俺の大切な友達なんだから。テルの存在で救われたものも多かったから。


俺は絶対に二人みたいにはなれないから、せめて周りにいるみんなは。


「………幸せに、なって欲しいんだ」


潤も、吏歌も、悠ちゃんも、テルも、タクローも。みんな幸せになって欲しいって言うのは我侭かな。
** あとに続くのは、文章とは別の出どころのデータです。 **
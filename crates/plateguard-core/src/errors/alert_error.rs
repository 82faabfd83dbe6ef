use super::error_code::{self, PlateguardErrorCode};

/// Stolen-alert lifecycle errors.
#[derive(Debug, thiserror::Error)]
pub enum AlertError {
    #[error("free renewal already used; repurchase required")]
    RenewalAlreadyUsed,

    #[error("free renewal not open yet: {days_remaining} days remaining, window is {window_days} days")]
    RenewalWindowNotOpen { days_remaining: i64, window_days: i64 },

    #[error("no stolen alert activated for plate {plate}")]
    NotActivated { plate: String },
}

impl PlateguardErrorCode for AlertError {
    fn error_code(&self) -> &'static str {
        match self {
            Self::RenewalAlreadyUsed => error_code::RENEWAL_ALREADY_USED,
            Self::RenewalWindowNotOpen { .. } => error_code::RENEWAL_WINDOW_NOT_OPEN,
            Self::NotActivated { .. } => error_code::ALERT_NOT_ACTIVATED,
        }
    }
}
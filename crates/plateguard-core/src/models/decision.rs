use std::fmt;

use serde::{Deserialize, Serialize};

use super::identity::Timestamp;
use crate::errors::error_code::{self, PlateguardErrorCode};

/// Why an interaction was refused.
#[derive(Debug, Clone, Copy, PartialEq, Eq, Serialize, Deserialize)]
#[serde(tag = "reason", rename_all = "snake_case")]
pub enum DenyReason {
    /// The user reported this plate. Permanent.
    PermanentlyBlocked,
    /// The pair was evaluated less than the cooldown ago.
    CooldownActive { retry_at: Timestamp },
    /// The pair already used its one solidarity alert.
    AlreadySent,
    /// The ledger could not be read; the engine fails closed.
    StoreUnavailable,
}

impl fmt::Display for DenyReason {
    fn fmt(&self, f: &mut fmt::Formatter<'_>) -> fmt::Result {
        match self {
            Self::PermanentlyBlocked => f.write_str("plate permanently blocked by report"),
            Self::CooldownActive { retry_at } => {
                write!(f, "evaluation cooldown active until {}", retry_at.to_rfc3339())
            }
            Self::AlreadySent => f.write_str("solidarity alert already sent for this plate"),
            Self::StoreUnavailable => f.write_str("interaction ledger unavailable"),
        }
    }
}

impl PlateguardErrorCode for DenyReason {
    fn error_code(&self) -> &'static str {
        match self {
            Self::PermanentlyBlocked => error_code::PERMANENTLY_BLOCKED,
            Self::CooldownActive { .. } => error_code::COOLDOWN_ACTIVE,
            Self::AlreadySent => error_code::ALREADY_SENT,
            Self::StoreUnavailable => error_code::STORE_UNAVAILABLE,
        }
    }
}

/// Outcome of an interaction policy check. Denial is an expected,
/// user-facing outcome, not an error.
#[derive(Debug, Clone, Copy, PartialEq, Eq, Serialize, Deserialize)]
#[serde(tag = "decision", rename_all = "snake_case")]
pub enum GateDecision {
    Allowed,
    Denied(DenyReason),
}

impl GateDecision {
    pub fn is_allowed(&self) -> bool {
        matches!(self, Self::Allowed)
    }

    pub fn reason(&self) -> Option<DenyReason> {
        match self {
            Self::Allowed => None,
            Self::Denied(reason) => Some(*reason),
        }
    }
}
でも、どうかみんなには本当に幸せになってもらいたいんだ。


「誰にもこんな思いはさせたくないから」


ほんとにね。好きな人と触れ合えるけど、表面だけなんて。


願わくば、あいつが幸せになれるように。そのために俺が犠牲になるなら安いもんだよ。


「イノ」


悠ちゃんの方を向いた。


「泣いていいんだよ?」


たぶん、心からの安堵感があったんだと思う。


潤の前では泣かない。潤に涙なんか見せない。


どんなにかわいくないと言われても、あいつの前じゃ絶対に泣かない。


そんな意地があった。吏歌と比べられるのが怖かったから、吏歌に劣るのはわかっていたから。


潤の前では『清信』を演じきってやるよ。


お前にとって都合のいい、『清信』を演じてやる。





























“大丈夫だよ、俺は”





























その一言が出なかった。笑っているはずなのに、涙が止まらなかった。


そっとタクローが抱きしめてくれるのがわかった。


テルに悪いな、と思ったけど、俺にはもう抑えるのは無理だった。


どうして「俺」じゃだめなんだよ。どうして吏歌じゃないとだめなんだよ。





ねぇ、潤?





――――どうして俺はお前じゃなきゃだめで、どうしてお前は俺じゃだめなんだろうね。